Configuration Examples

Text search configuration specifies the following components required for converting a document into a tsvector:

  • A parser, decomposes a text into tokens.

  • Dictionary list, converts each token into a lexeme.

Each time when the to_tsvector or to_tsquery function is invoked, a text search configuration is required to specify a processing procedure. The GUC parameter default_text_search_config specifies the default text search configuration, which will be used if the text search function does not explicitly specify a text search configuration.

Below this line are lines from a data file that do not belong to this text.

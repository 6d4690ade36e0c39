// =================================================================
// exchange/errors.rs - Error Types
// =================================================================

use thiserror::Error;

#[derive(Error, Debug)]
pub enum ExchangeError {
    #[error("Network error: {0}")]
    NetworkError(String),

    #[error("Request timed out: {0}")]
    Timeout(String),

    #[error("API error: HTTP {status}: {body}")]
    ApiError { status: u16, body: String },

    #[error("Parse error: {0}")]
    ParseError(String),
}

impl From<reqwest::Error> for ExchangeError {
    fn from(err: reqwest::Error) -> Self {
        if err.is_timeout() {
            ExchangeError::Timeout(err.to_string())
        } else if err.is_decode() {
            ExchangeError::ParseError(err.to_string())
        } else {
            ExchangeError::NetworkError(err.to_string())
        }
    }
}

impl From<serde_json::Error> for ExchangeError {
    fn from(err: serde_json::Error) -> Self {
        ExchangeError::ParseError(err.to_string())
    }
}
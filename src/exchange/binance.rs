// =================================================================
// exchange/binance.rs - Binance public ticker
// =================================================================

use async_trait::async_trait;
use serde_json::Value;
use std::time::Duration;

use super::{
    errors::ExchangeError,
    traits::TickerSource,
    utils::{build_http_client, fetch_json, join_url, DEFAULT_TIMEOUT},
};

pub const BINANCE_API_URL: &str = "https://api.binance.com";
const TICKER_PRICE_PATH: &str = "/api/v3/ticker/price";

/// Latest price for every Binance symbol.
pub struct BinanceExchange {
    api_url: String,
    client: reqwest::Client,
}

impl BinanceExchange {
    pub fn new() -> Result<Self, ExchangeError> {
        Self::with_base_url(BINANCE_API_URL, DEFAULT_TIMEOUT)
    }

    pub fn with_base_url(base_url: &str, timeout: Duration) -> Result<Self, ExchangeError> {
        Ok(Self {
            api_url: join_url(base_url, TICKER_PRICE_PATH),
            client: build_http_client(timeout)?,
        })
    }

    pub fn endpoint(&self) -> &str {
        &self.api_url
    }
}

#[async_trait]
impl TickerSource for BinanceExchange {
    fn name(&self) -> &'static str {
        "binance"
    }

    async fn fetch_tickers(&self) -> Result<Value, ExchangeError> {
        fetch_json(&self.client, &self.api_url).await
    }
}
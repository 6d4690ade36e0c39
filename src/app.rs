// =================================================================
// app.rs - Wiring settings into shared application state
// =================================================================

use anyhow::Context;
use std::sync::Arc;
use tracing::{error, info, warn};

use crate::aggregator::Aggregator;
use crate::api::AppState;
use crate::auth::{AlwaysAcceptPolicy, CredentialPolicy, TokenIssuer};
use crate::cache::{CacheStore, MemoryCache, RedisCache};
use crate::config::{self, CacheBackendKind, Settings};
use crate::exchange::{BinanceExchange, CoinbaseExchange};

/// Build the cache the settings ask for.
///
/// An unreachable or unresponsive Redis is not fatal: after
/// `redis_timeout` the gateway gives up and runs without a cache.
pub async fn create_cache(settings: &config::Cache) -> CacheStore {
    match settings.backend {
        CacheBackendKind::None => {
            info!("💾 Cache disabled by configuration");
            CacheStore::disabled()
        }
        CacheBackendKind::Memory => {
            info!("💾 Using in-process memory cache");
            CacheStore::new(Arc::new(MemoryCache::new()))
        }
        CacheBackendKind::Redis => {
            let url = settings.redis_url();
            match RedisCache::connect(&url, settings.redis_timeout()).await {
                Ok(cache) => {
                    info!("✅ Using Redis cache at {}", cache.url());
                    CacheStore::new(Arc::new(cache))
                }
                Err(e) => {
                    error!("Redis connection error: {}", e);
                    warn!("⚠️  Redis unavailable, continuing without cache");
                    CacheStore::disabled()
                }
            }
        }
    }
}

pub async fn build_state(settings: &Settings) -> anyhow::Result<AppState> {
    let secret = settings.jwt_secret()?;
    let tokens = Arc::new(TokenIssuer::with_ttl(&secret, settings.token_ttl()?));

    let policy: Arc<dyn CredentialPolicy> = Arc::new(AlwaysAcceptPolicy);
    warn!(
        "⚠️  Credential policy '{}' accepts any non-empty username/password",
        policy.name()
    );

    let timeout = settings.upstream.timeout();
    let binance = BinanceExchange::with_base_url(&settings.upstream.binance_url, timeout)
        .context("Failed to create Binance client")?;
    let coinbase = CoinbaseExchange::with_base_url(&settings.upstream.coinbase_url, timeout)
        .context("Failed to create Coinbase client")?;

    let cache = create_cache(&settings.cache).await;
    let aggregator = Aggregator::new(Arc::new(binance), Arc::new(coinbase), cache)
        .with_cache_ttl(settings.cache.ttl());

    Ok(AppState::new(tokens, policy, Arc::new(aggregator)))
}

#[cfg(test)]
mod tests {
    use super::*;
    use crate::cache::fake_redis::FakeRedis;
    use std::time::{Duration, Instant};

    fn cache_settings(backend: CacheBackendKind) -> config::Cache {
        config::Cache {
            backend,
            ..config::Cache::default()
        }
    }

    #[tokio::test]
    async fn test_create_cache_by_backend() {
        assert!(!create_cache(&cache_settings(CacheBackendKind::None))
            .await
            .is_enabled());

        let memory = create_cache(&cache_settings(CacheBackendKind::Memory)).await;
        assert_eq!(memory.backend_name(), "memory");
    }

    #[tokio::test]
    async fn test_unreachable_redis_falls_back_to_no_cache() {
        let settings = config::Cache {
            backend: CacheBackendKind::Redis,
            redis_url: Some("redis://127.0.0.1:1".to_string()),
            ..config::Cache::default()
        };

        let cache = create_cache(&settings).await;
        assert!(!cache.is_enabled());
    }

    #[tokio::test]
    async fn test_stalled_redis_at_startup_falls_back_within_timeout() {
        let server = FakeRedis::builder().silent("PING").spawn().await;
        let settings = config::Cache {
            backend: CacheBackendKind::Redis,
            redis_url: Some(server.url()),
            redis_timeout_ms: 200,
            ..config::Cache::default()
        };

        let started = Instant::now();
        let cache = create_cache(&settings).await;

        assert!(!cache.is_enabled());
        assert!(started.elapsed() < Duration::from_secs(2));
    }

    #[tokio::test]
    async fn test_answering_redis_is_used() {
        let server = FakeRedis::spawn().await;
        let settings = config::Cache {
            backend: CacheBackendKind::Redis,
            redis_url: Some(server.url()),
            ..config::Cache::default()
        };

        let cache = create_cache(&settings).await;
        assert_eq!(cache.backend_name(), "redis");
    }

    #[tokio::test]
    async fn test_build_state_rejects_out_of_range_token_ttl() {
        for ttl in ["0", "-1", "99999999999"] {
            let settings = Settings::from_env_with("unit-test", |key| match key {
                "TOKEN_TTL_SECS" => Some(ttl.to_string()),
                "CACHE_BACKEND" => Some("none".to_string()),
                _ => None,
            })
            .unwrap();

            assert!(build_state(&settings).await.is_err(), "ttl {}", ttl);
        }
    }

    #[tokio::test]
    async fn test_build_state_refuses_production_without_secret() {
        let settings = Settings::from_env_with("production", |_| None).unwrap();
        assert!(build_state(&settings).await.is_err());
    }

    #[tokio::test]
    async fn test_build_state_uses_configured_secret() {
        let settings = Settings::from_env_with("unit-test", |key| match key {
            "JWT_SECRET_KEY" => Some("configured".to_string()),
            "CACHE_BACKEND" => Some("none".to_string()),
            _ => None,
        })
        .unwrap();

        let state = build_state(&settings).await.unwrap();
        let token = state.tokens.issue("alice").unwrap();

        assert_eq!(TokenIssuer::new("configured").verify(&token).unwrap(), "alice");
        assert!(!state.aggregator.cache().is_enabled());
    }
}
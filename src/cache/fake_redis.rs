//! Minimal in-process Redis speaking RESP2, for exercising `RedisCache`
//! without a real server. Handles `PING`, `GET`, `PSETEX`; answers `+OK`
//! to anything else. Commands can be made to fail or to never answer.

use std::collections::{HashMap, HashSet};
use std::net::SocketAddr;
use std::sync::{Arc, Mutex};
use tokio::io::{AsyncBufReadExt, AsyncReadExt, AsyncWrite, AsyncWriteExt, BufReader};
use tokio::net::{TcpListener, TcpStream};

#[derive(Default)]
struct Shared {
    store: Mutex<HashMap<String, String>>,
    commands: Mutex<Vec<Vec<String>>>,
    silent: HashSet<String>,
    failing: HashSet<String>,
}

#[derive(Default)]
pub struct FakeRedisBuilder {
    silent: HashSet<String>,
    failing: HashSet<String>,
}

impl FakeRedisBuilder {
    /// Read the command but never reply.
    pub fn silent(mut self, command: &str) -> Self {
        self.silent.insert(command.to_ascii_uppercase());
        self
    }

    /// Reply with `-ERR`.
    pub fn failing(mut self, command: &str) -> Self {
        self.failing.insert(command.to_ascii_uppercase());
        self
    }

    pub async fn spawn(self) -> FakeRedis {
        let listener = TcpListener::bind("127.0.0.1:0").await.unwrap();
        let addr = listener.local_addr().unwrap();
        let shared = Arc::new(Shared {
            silent: self.silent,
            failing: self.failing,
            ..Shared::default()
        });

        let accept_shared = shared.clone();
        tokio::spawn(async move {
            while let Ok((stream, _)) = listener.accept().await {
                tokio::spawn(serve(stream, accept_shared.clone()));
            }
        });

        FakeRedis { addr, shared }
    }
}

pub struct FakeRedis {
    addr: SocketAddr,
    shared: Arc<Shared>,
}

impl FakeRedis {
    pub fn builder() -> FakeRedisBuilder {
        FakeRedisBuilder::default()
    }

    pub async fn spawn() -> Self {
        Self::builder().spawn().await
    }

    pub fn url(&self) -> String {
        format!("redis://{}", self.addr)
    }

    /// The most recent command named `name`, with its arguments.
    pub fn last(&self, name: &str) -> Option<Vec<String>> {
        self.shared
            .commands
            .lock()
            .unwrap()
            .iter()
            .rev()
            .find(|c| c[0].eq_ignore_ascii_case(name))
            .cloned()
    }
}

async fn serve(stream: TcpStream, shared: Arc<Shared>) {
    let (read, mut write) = stream.into_split();
    let mut reader = BufReader::new(read);

    while let Some(command) = read_command(&mut reader).await {
        shared.commands.lock().unwrap().push(command.clone());
        let name = command[0].to_ascii_uppercase();

        if shared.silent.contains(&name) {
            continue;
        }
        let reply = if shared.failing.contains(&name) {
            "-ERR injected failure\r\n".to_string()
        } else {
            reply_to(&name, &command, &shared)
        };
        if send(&mut write, &reply).await.is_err() {
            return;
        }
    }
}

fn reply_to(name: &str, command: &[String], shared: &Shared) -> String {
    let mut store = shared.store.lock().unwrap();
    match (name, command) {
        ("PING", _) => "+PONG\r\n".to_string(),
        ("GET", [_, key]) => match store.get(key) {
            Some(value) => format!("${}\r\n{}\r\n", value.len(), value),
            None => "$-1\r\n".to_string(),
        },
        ("PSETEX", [_, key, _millis, value]) => {
            store.insert(key.clone(), value.clone());
            "+OK\r\n".to_string()
        }
        _ => "+OK\r\n".to_string(),
    }
}

async fn send<W: AsyncWrite + Unpin>(write: &mut W, reply: &str) -> std::io::Result<()> {
    write.write_all(reply.as_bytes()).await?;
    write.flush().await
}

/// Reads one `*N` array of `$len` bulk strings; `None` on EOF or garbage.
async fn read_command<R>(reader: &mut R) -> Option<Vec<String>>
where
    R: tokio::io::AsyncBufRead + Unpin,
{
    let mut line = String::new();
    if reader.read_line(&mut line).await.ok()? == 0 {
        return None;
    }
    let count: usize = line.trim_end().strip_prefix('*')?.parse().ok()?;

    let mut args = Vec::with_capacity(count);
    for _ in 0..count {
        line.clear();
        reader.read_line(&mut line).await.ok()?;
        let len: usize = line.trim_end().strip_prefix('$')?.parse().ok()?;
        let mut buf = vec![0u8; len + 2];
        reader.read_exact(&mut buf).await.ok()?;
        buf.truncate(len);
        args.push(String::from_utf8(buf).ok()?);
    }
    (!args.is_empty()).then_some(args)
}
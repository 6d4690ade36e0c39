// =================================================================
// exchange/traits.rs - Exchange Interface
// =================================================================

use async_trait::async_trait;
use serde_json::Value;

use super::ExchangeError;

/// A public ticker endpoint of one upstream exchange.
///
/// Payloads are passed through untouched; no schema is imposed on them.
#[async_trait]
pub trait TickerSource: Send + Sync {
    /// Short lowercase name, also the key of this exchange in the merged payload.
    fn name(&self) -> &'static str;

    async fn fetch_tickers(&self) -> Result<Value, ExchangeError>;
}
// =================================================================
// exchange/coinbase.rs - Coinbase product list
// =================================================================

use async_trait::async_trait;
use serde_json::Value;
use std::time::Duration;

use super::{
    errors::ExchangeError,
    traits::TickerSource,
    utils::{build_http_client, fetch_json, join_url, DEFAULT_TIMEOUT},
};

pub const COINBASE_API_URL: &str = "https://api.pro.coinbase.com";
const PRODUCTS_PATH: &str = "/products";

pub struct CoinbaseExchange {
    api_url: String,
    client: reqwest::Client,
}

impl CoinbaseExchange {
    pub fn new() -> Result<Self, ExchangeError> {
        Self::with_base_url(COINBASE_API_URL, DEFAULT_TIMEOUT)
    }

    pub fn with_base_url(base_url: &str, timeout: Duration) -> Result<Self, ExchangeError> {
        Ok(Self {
            api_url: join_url(base_url, PRODUCTS_PATH),
            client: build_http_client(timeout)?,
        })
    }

    pub fn endpoint(&self) -> &str {
        &self.api_url
    }
}

#[async_trait]
impl TickerSource for CoinbaseExchange {
    fn name(&self) -> &'static str {
        "coinbase"
    }

    async fn fetch_tickers(&self) -> Result<Value, ExchangeError> {
        fetch_json(&self.client, &self.api_url).await
    }
}
//! Logging setup.
//!
//! Levels come from `RUST_LOG`, for example:
//! ```bash
//! # Cache hits/misses and token rejections
//! RUST_LOG=crypto_gateway=debug cargo run
//!
//! # Errors only
//! RUST_LOG=error cargo run
//! ```

use tracing_subscriber::{fmt, layer::SubscriberExt, util::SubscriberInitExt, EnvFilter};

pub const DEFAULT_LOG_FILTER: &str = "crypto_gateway=info,gateway_server=info,tower_http=info";

/// Install the global subscriber. Safe to call more than once; later calls are ignored.
pub fn init_logging() {
    let filter =
        EnvFilter::try_from_default_env().unwrap_or_else(|_| EnvFilter::new(DEFAULT_LOG_FILTER));

    let installed = tracing_subscriber::registry()
        .with(fmt::layer().with_target(false))
        .with(filter)
        .try_init()
        .is_ok();

    if installed {
        tracing::info!("🔧 Logging initialized");
    }
}
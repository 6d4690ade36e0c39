//! In-process cache backend with per-entry expiry.

use async_trait::async_trait;
use std::collections::HashMap;
use std::time::{Duration, Instant};
use tokio::sync::RwLock;

use super::{CacheBackend, CacheError};

#[derive(Debug, Clone)]
struct CacheEntry {
    value: String,
    expires_at: Instant,
}

impl CacheEntry {
    fn is_live(&self, now: Instant) -> bool {
        now < self.expires_at
    }
}

/// Expired entries are ignored on read and swept out on the next write.
#[derive(Debug, Default)]
pub struct MemoryCache {
    entries: RwLock<HashMap<String, CacheEntry>>,
}

impl MemoryCache {
    pub fn new() -> Self {
        Self::default()
    }

    pub async fn len(&self) -> usize {
        self.entries.read().await.len()
    }

    pub async fn is_empty(&self) -> bool {
        self.entries.read().await.is_empty()
    }
}

#[async_trait]
impl CacheBackend for MemoryCache {
    async fn get(&self, key: &str) -> Result<Option<String>, CacheError> {
        let entries = self.entries.read().await;
        let now = Instant::now();
        Ok(entries
            .get(key)
            .filter(|entry| entry.is_live(now))
            .map(|entry| entry.value.clone()))
    }

    async fn set(&self, key: &str, value: String, ttl: Duration) -> Result<(), CacheError> {
        let now = Instant::now();
        let mut entries = self.entries.write().await;
        entries.retain(|_, entry| entry.is_live(now));
        entries.insert(
            key.to_string(),
            CacheEntry {
                value,
                expires_at: now + ttl,
            },
        );
        Ok(())
    }

    fn name(&self) -> &'static str {
        "memory"
    }
}
// =================================================================
// aggregator.rs - Merged ticker data from both exchanges
// =================================================================

use serde::{Deserialize, Serialize};
use serde_json::Value;
use std::sync::Arc;
use std::time::Duration;
use thiserror::Error;
use tracing::{debug, error, info};

use crate::cache::CacheStore;
use crate::exchange::{ExchangeError, TickerSource};

/// Single global cache key for the merged payload.
pub const CACHE_KEY: &str = "crypto_data";

pub const DEFAULT_CACHE_TTL: Duration = Duration::from_secs(30);

#[derive(Debug, Clone, PartialEq, Serialize, Deserialize)]
pub struct AggregatedTickerData {
    pub binance: Value,
    pub coinbase: Value,
}

#[derive(Error, Debug)]
pub enum FetchError {
    #[error("{exchange} request failed: {source}")]
    Upstream {
        exchange: &'static str,
        #[source]
        source: ExchangeError,
    },
}

pub struct Aggregator {
    binance: Arc<dyn TickerSource>,
    coinbase: Arc<dyn TickerSource>,
    cache: CacheStore,
    cache_ttl: Duration,
}

impl Aggregator {
    pub fn new(
        binance: Arc<dyn TickerSource>,
        coinbase: Arc<dyn TickerSource>,
        cache: CacheStore,
    ) -> Self {
        Self {
            binance,
            coinbase,
            cache,
            cache_ttl: DEFAULT_CACHE_TTL,
        }
    }

    pub fn with_cache_ttl(mut self, ttl: Duration) -> Self {
        self.cache_ttl = ttl;
        self
    }

    pub fn cache(&self) -> &CacheStore {
        &self.cache
    }

    /// Cached payload if still fresh, otherwise both exchanges are queried.
    ///
    /// Either exchange failing fails the whole call; there is no partial payload.
    pub async fn fetch(&self) -> Result<AggregatedTickerData, FetchError> {
        if let Some(cached) = self.cache.get::<AggregatedTickerData>(CACHE_KEY).await {
            debug!("Cache hit for '{}'", CACHE_KEY);
            return Ok(cached);
        }
        debug!("Cache miss for '{}', querying exchanges", CACHE_KEY);

        let (binance, coinbase) =
            tokio::try_join!(fetch_from(&*self.binance), fetch_from(&*self.coinbase))?;

        let data = AggregatedTickerData { binance, coinbase };
        self.cache.set(CACHE_KEY, &data, self.cache_ttl).await;

        info!("Fetched fresh ticker data from binance and coinbase");
        Ok(data)
    }
}

async fn fetch_from(source: &dyn TickerSource) -> Result<Value, FetchError> {
    source.fetch_tickers().await.map_err(|e| {
        error!("Error fetching crypto data from {}: {}", source.name(), e);
        FetchError::Upstream {
            exchange: source.name(),
            source: e,
        }
    })
}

GaussDB(DWS) provides some predefined text search configurations. You can also create user-defined text search configurations. In addition, to facilitate the management of text search objects, multiple gsql meta-commands are provided to display information about text search objects.

Procedure

  1. Create a text search configuration ts_conf by copying the predefined text search configuration english.

    CREATE TEXT SEARCH CONFIGURATION ts_conf ( COPY = pg_catalog.english );
    CREATE TEXT SEARCH CONFIGURATION
    
  2. Create a Synonym dictionary.

    Assume that the definition file pg_dict.syn of the Synonym dictionary contains the following contents:

    postgres    pg
    pgsql       pg
    postgresql  pg
    

    Run the following statement to create the Synonym dictionary:

    CREATE TEXT SEARCH DICTIONARY pg_dict (
         TEMPLATE = synonym,
         SYNONYMS = pg_dict,
         FILEPATH =  'obs://bucket01/obs.example.com accesskey=xxxxx secretkey=xxxxx region=xx-xx-xx'
     );
    
  3. Create an Ispell dictionary english_ispell (the dictionary definition file is from the open source dictionary).

    CREATE TEXT SEARCH DICTIONARY english_ispell (
        TEMPLATE = ispell,
        DictFile = english,
        AffFile = english,
        StopWords = english,
        FILEPATH =   'obs://bucket01/obs.example.com accesskey=xxxxx secretkey=xxxxx region=xx-xx-xx'
    );
    
  4. Modify the text search configuration ts_conf and change the dictionary list for tokens of certain types. For details about token types, see Parsers.

    ALTER TEXT SEARCH CONFIGURATION ts_conf
        ALTER MAPPING FOR asciiword, asciihword, hword_asciipart,
                          word, hword, hword_part
        WITH pg_dict, english_ispell, english_stem;
    
  5. In the text search configuration, set non-index or set the search for tokens of certain types.

    ALTER TEXT SEARCH CONFIGURATION ts_conf
        DROP MAPPING FOR email, url, url_path, sfloat, float;
    
  6. Use the text retrieval commissioning function ts_debug() to test the text search configuration ts_conf.

    SELECT * FROM ts_debug('ts_conf', '
    PostgreSQL, the highly scalable, SQL compliant, open source object-relational
    database management system, is now undergoing beta testing of the next
    version of our software.
    ');
    
  7. You can set the default text search configuration of the current session to ts_conf. This setting is valid only for the current session.

    \dF+ ts_conf
          Text search configuration "public.ts_conf"
    Parser: "pg_catalog.default"
          Token      |            Dictionaries
    -----------------+-------------------------------------
     asciihword      | pg_dict,english_ispell,english_stem
     asciiword       | pg_dict,english_ispell,english_stem
     file            | simple
     host            | simple
     hword           | pg_dict,english_ispell,english_stem
     hword_asciipart | pg_dict,english_ispell,english_stem
     hword_numpart   | simple
     hword_part      | pg_dict,english_ispell,english_stem
     int             | simple
     numhword        | simple
     numword         | simple
     uint            | simple
     version         | simple
     word            | pg_dict,english_ispell,english_stem
    
    SET default_text_search_config = 'public.ts_conf';
    SET
    SHOW default_text_search_config;
     default_text_search_config
    ----------------------------
     public.ts_conf
    (1 row)